At the beginning of May, Claire Wardle, who is normally based in New York, happened to be in Europe as First Draft’s CrossCheck project in France geared up for the finale. Full Fact offered Claire a desk, and, as we all know, Skype or Hangouts are no substitute for sitting alongside others. As it was just two weeks after Theresa May’s announcement of a snap election, we decided we would try and work on a project related to the UK election that finally would bring together the disciplines of verification and fact-checking.

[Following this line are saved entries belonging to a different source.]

//! Sequential certificate verification.
//!
//! [`CertKeyVerifier::start`] prepares a batch synchronously: it checks the
//! configuration, filters the input through the configured matcher, encodes
//! every candidate and builds the helper's argument template. The returned
//! [`RunHandle`] then verifies the candidates strictly one after another:
//!
//! 1. launch the helper for the next candidate,
//! 2. wait for it to exit, racing the configured timeout,
//! 3. on a zero exit status derive the SSH key, otherwise record an empty slot,
//! 4. move on to the next candidate.
//!
//! Rejected certificates and failed key derivations only empty their own
//! slot. A timeout, or a helper that cannot be started, aborts the batch.

mod keys;
mod run;
mod state;

pub use keys::{KeySlot, VerifiedKeys};
pub use run::RunHandle;

use crate::args::ArgumentTemplate;
use crate::cert::encoder::CertEncoder;
use crate::cert::matcher::CertMatcher;
use crate::cert::{Candidate, EncodedCertificate};
use crate::config::{CertKeyVerifierBuilder, VerifierConfig};
use crate::error::{CertKeyError, ConfigError};
use crate::launcher::VerifierLauncher;
use crate::prelude::{debug, error};
use crate::ssh::KeyDeriver;
use run::Run;
use std::fmt::Debug;
use std::sync::Arc;

/// The pluggable parts of a verifier.
pub(crate) struct Collaborators {
    pub(crate) matcher: Option<Box<dyn CertMatcher>>,
    pub(crate) encoder: Box<dyn CertEncoder>,
    pub(crate) deriver: Arc<dyn KeyDeriver>,
    pub(crate) launcher: Arc<dyn VerifierLauncher>,
}

/// Validates certificates through the external helper and derives SSH keys
/// from the accepted ones.
///
/// Cloning is cheap; clones share configuration and collaborators. Runs started
/// from the same verifier are independent of each other.
#[derive(Clone)]
pub struct CertKeyVerifier {
    inner: Arc<Inner>,
}

struct Inner {
    config: VerifierConfig,
    collaborators: Collaborators,
}

impl Debug for CertKeyVerifier {
    fn fmt(&self, f: &mut std::fmt::Formatter<'_>) -> std::fmt::Result {
        let collaborators = &self.inner.collaborators;
        f.debug_struct("CertKeyVerifier")
            .field("config", &self.inner.config)
            .field(
                "matcher",
                &collaborators.matcher.as_ref().map(|_| "<CertMatcher>"),
            )
            .field("encoder", &"<CertEncoder>")
            .field("deriver", &"<KeyDeriver>")
            .field("launcher", &"<VerifierLauncher>")
            .finish()
    }
}

impl CertKeyVerifier {
    /// Creates a builder for configuring a [`CertKeyVerifier`].
    pub fn builder() -> CertKeyVerifierBuilder {
        CertKeyVerifierBuilder::new()
    }

    pub(crate) fn from_parts(config: VerifierConfig, collaborators: Collaborators) -> Self {
        Self {
            inner: Arc::new(Inner {
                config,
                collaborators,
            }),
        }
    }

    /// Returns the verifier's configuration.
    pub fn config(&self) -> &VerifierConfig {
        &self.inner.config
    }

    /// Starts verifying `certs` (DER encoded).
    ///
    /// Preparation happens before this returns. If it fails (missing CA
    /// database, an encoding failure, allocation failure) the handle resolves
    /// to that error without launching any helper. If no certificate passes the
    /// matcher, the handle resolves to an empty [`VerifiedKeys`].
    ///
    /// No helper is launched until the returned handle is awaited. Dropping it
    /// without awaiting runs nothing.
    pub fn start<C>(&self, certs: &[C]) -> RunHandle
    where
        C: AsRef<[u8]>,
    {
        match self.prepare(certs) {
            Ok(run) => RunHandle::ready(run),
            Err(e) => {
                error!("Failed to start certificate verification: error={}", e);
                RunHandle::failed(e)
            }
        }
    }

    /// Verifies `certs` and waits for the result.
    ///
    /// Shorthand for `self.start(certs).await_result().await`.
    ///
    /// # Errors
    ///
    /// See [`RunHandle::await_result`].
    pub async fn verify<C>(&self, certs: &[C]) -> Result<VerifiedKeys, CertKeyError>
    where
        C: AsRef<[u8]>,
    {
        self.start(certs).await_result().await
    }

    fn prepare<C>(&self, certs: &[C]) -> Result<Run, CertKeyError>
    where
        C: AsRef<[u8]>,
    {
        let config = &self.inner.config;
        let collaborators = &self.inner.collaborators;

        let ca_db = config
            .ca_db
            .as_deref()
            .filter(|path| !path.as_os_str().is_empty())
            .ok_or(ConfigError::MissingCaDb)?;

        let template = ArgumentTemplate::new(
            ca_db,
            config.verify_options.as_deref(),
            config.timeout_secs,
        );

        let mut candidates = Vec::new();
        candidates.try_reserve_exact(certs.len())?;

        for (index, cert) in certs.iter().enumerate() {
            let der = cert.as_ref();

            if let Some(matcher) = &collaborators.matcher {
                if !matcher.matches(der) {
                    debug!(
                        "Certificate does not match the matching rules and is ignored: input_index={}",
                        index
                    );
                    continue;
                }
            }

            let encoded = collaborators
                .encoder
                .encode(der)
                .map_err(|source| CertKeyError::Encoding {
                    input_index: index,
                    source,
                })?;

            candidates.push(Candidate {
                input_index: index,
                encoded: EncodedCertificate::from(encoded),
            });
        }

        Run::new(
            template,
            candidates,
            config.timeout(),
            Arc::clone(&collaborators.deriver),
            Arc::clone(&collaborators.launcher),
        )
    }
}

So in one week, we managed to recruit a team of eight ‘First Draft’ journalists who are sitting in the Full Fact offices next to their team of fact-checkers (after an emergency trip to IKEA to get more desks). We also managed to set up a sophisticated monitoring system using a mixture of technologies: CrowdTangle, Google Trends, Newswhip, Signal, Trendolizer, and Trendsmap, as well as building numerous lists to monitor content and conversations on Twitter, Facebook, YouTube, Reddit and online forums. We collaborate on Slack and track our verification and fact-checking efforts on Check.

How we can help you

Every morning we’re sending out an email to newsroom partners based on what we’re seeing in conversations online. What is starting to trend? How do online conversations differ from the mainstream news agenda? In the afternoon we send out another newsletter highlighting ‘stories’ based on misleading or incorrect information or content circulating online.

The most popular CrossCheck during the French elections, based on website page views.

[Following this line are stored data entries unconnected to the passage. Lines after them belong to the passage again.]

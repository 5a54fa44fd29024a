//! Derivation of SSH public keys from validated certificates.

use crate::cert::parsing::{parse_der_certificate, OID_ED25519};
use crate::cert::EncodedCertificate;
use crate::error::DeriveError;
use base64::engine::general_purpose::STANDARD;
use base64::Engine as _;
use ssh_key::public::{EcdsaPublicKey, Ed25519PublicKey, KeyData, RsaPublicKey};
use ssh_key::Mpint;
use std::fmt;
use x509_parser::public_key::PublicKey as SpkiKey;
use x509_parser::x509::SubjectPublicKeyInfo;

/// An SSH public key in wire format (RFC 4253 section 6.6).
#[derive(Clone, Eq, PartialEq, Hash)]
pub struct SshPublicKey(Vec<u8>);

impl SshPublicKey {
    /// Returns the wire-format key bytes.
    pub fn as_bytes(&self) -> &[u8] {
        &self.0
    }

    /// Renders the key as an `authorized_keys` line without a comment,
    /// e.g. `ssh-ed25519 AAAAC3Nz...`.
    ///
    /// # Errors
    ///
    /// Returns an error if the bytes are not a well-formed SSH public key.
    pub fn to_openssh(&self) -> Result<String, ssh_key::Error> {
        ssh_key::PublicKey::from_bytes(&self.0)?.to_openssh()
    }
}

impl AsRef<[u8]> for SshPublicKey {
    fn as_ref(&self) -> &[u8] {
        &self.0
    }
}

impl From<Vec<u8>> for SshPublicKey {
    fn from(bytes: Vec<u8>) -> Self {
        Self(bytes)
    }
}

impl fmt::Debug for SshPublicKey {
    fn fmt(&self, f: &mut fmt::Formatter<'_>) -> fmt::Result {
        f.debug_struct("SshPublicKey")
            .field("len", &self.0.len())
            .finish()
    }
}

/// Extracts an SSH public key from a certificate the helper has accepted.
///
/// A derivation failure is a soft, per-certificate outcome: the run logs it,
/// leaves the certificate's slot empty and continues.
pub trait KeyDeriver: Send + Sync + 'static {
    /// Derives the SSH public key of the encoded certificate.
    ///
    /// # Errors
    ///
    /// Returns a [`DeriveError`] if the certificate cannot be decoded or its
    /// key has no SSH representation.
    fn derive(&self, cert: &EncodedCertificate) -> Result<SshPublicKey, DeriveError>;
}

/// Derives SSH keys from base64 DER certificates.
///
/// Supported subject public keys: RSA, ECDSA on NIST P-256/P-384/P-521 and
/// Ed25519.
#[derive(Debug, Clone, Copy, Default)]
pub struct X509KeyDeriver;

impl KeyDeriver for X509KeyDeriver {
    fn derive(&self, cert: &EncodedCertificate) -> Result<SshPublicKey, DeriveError> {
        let der = STANDARD.decode(cert.as_str())?;
        let x509 = parse_der_certificate(&der)?;
        let key_data = key_data_from_spki(x509.public_key())?;
        let bytes = ssh_key::PublicKey::from(key_data).to_bytes()?;
        Ok(SshPublicKey(bytes))
    }
}

fn key_data_from_spki(spki: &SubjectPublicKeyInfo<'_>) -> Result<KeyData, DeriveError> {
    let algorithm = spki.algorithm.algorithm.to_id_string();

    // x509-parser leaves Ed25519 keys unparsed; the bit string is the raw key.
    if algorithm == OID_ED25519 {
        let raw: &[u8] = &spki.subject_public_key.data;
        return Ok(KeyData::Ed25519(Ed25519PublicKey::try_from(raw)?));
    }

    match spki.parsed()? {
        SpkiKey::RSA(rsa) => {
            let e = Mpint::from_positive_bytes(rsa.exponent)?;
            let n = Mpint::from_positive_bytes(rsa.modulus)?;
            Ok(KeyData::Rsa(RsaPublicKey { e, n }))
        }
        // The curve follows from the uncompressed point length.
        SpkiKey::EC(point) => Ok(KeyData::Ecdsa(EcdsaPublicKey::from_sec1_bytes(
            point.data(),
        )?)),
        _ => Err(DeriveError::UnsupportedAlgorithm(algorithm)),
    }
}
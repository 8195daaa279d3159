use serde::{Deserialize, Serialize};

/// One recorded change step.
///
/// `patch` is only meaningful relative to the content produced by replaying
/// every earlier revision of the same chain from its base.
#[derive(Debug, Clone, PartialEq, Eq, Serialize, Deserialize)]
pub struct Revision {
	/// Serialized patch from the previous version to this one.
	pub patch: String,
	/// Creation time, milliseconds since the Unix epoch.
	pub timestamp: i64,
	/// Optional user-assigned name.
	#[serde(default, skip_serializing_if = "Option::is_none")]
	pub label: Option<String>,
}

impl Revision {
	/// Returns the label, or `#<index>` for unnamed revisions.
	pub fn display_label(&self, index: usize) -> String {
		match &self.label {
			Some(label) => label.clone(),
			None => format!("#{index}"),
		}
	}
}

/// Logical position in a chain to reconstruct.
#[derive(Debug, Clone, Copy, PartialEq, Eq, Hash)]
pub enum Position {
	/// The base content, with no revisions applied.
	Base,
	/// The content after applying revisions `0..=i`.
	After(usize),
}

impl Position {
	/// Maps a host-facing signed index: negative values mean [`Position::Base`].
	pub fn from_signed(index: i64) -> Self {
		match usize::try_from(index) {
			Ok(i) => Self::After(i),
			Err(_) => Self::Base,
		}
	}
}

impl From<usize> for Position {
	fn from(index: usize) -> Self {
		Self::After(index)
	}
}

/// Display row for one revision in a history listing.
#[derive(Debug, Clone, PartialEq, Eq, Serialize)]
pub struct RevisionSummary {
	/// Position of the revision in its chain.
	pub index: usize,
	/// User label, if any.
	pub label: Option<String>,
	/// Label with positional fallback.
	pub display_label: String,
	/// Creation time, milliseconds since the Unix epoch.
	pub timestamp: i64,
	/// Size of the stored patch text in bytes.
	pub patch_bytes: usize,
}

The most popular CrossCheck from the French elections.

As we learned with CrossCheck France, we don’t want to give oxygen to rumours or fabricated content that is not getting attention or engagement online, but when we see that misinformation might trend, we want to alert newsrooms, who have the ability to debunk or reference it in their output.

If you work at a newsroom and are interested in receiving these email alerts, please contact us at firstdraft@fullfact.org with your newsroom email address and we will add you to our mailing list.

Already, First Draft journalists are realizing the level of work that goes into fact-checking policy-related claims, and the skills required to assess the data from governments and think tanks. Full Fact’s factcheckers are fascinated by the sophistication of the technology that allows them to monitor where politicians’ claims end up online, and how they can be received and manipulated.

It’s clear that many of the memes, misleading or false stories need the same level of scrutiny that Full Fact applies to political claims in traditional news. And Full Fact, having been doing this work for seven years, has a database full of fact-checks that can be deployed in response to rumors or false claims circulating online. Currently, the Full Fact team doesn’t have the expertise to find or track these but the First Draft team does.

At the end of the project, we will write up our systems and processes in the form of a ‘handbook,’ as a way of building on CrossCheck France. We will also publish some reflections on working in the middle of Alexios’s Venn diagram. Is it possible, and how do we build these sorts of teams in a sustainable way?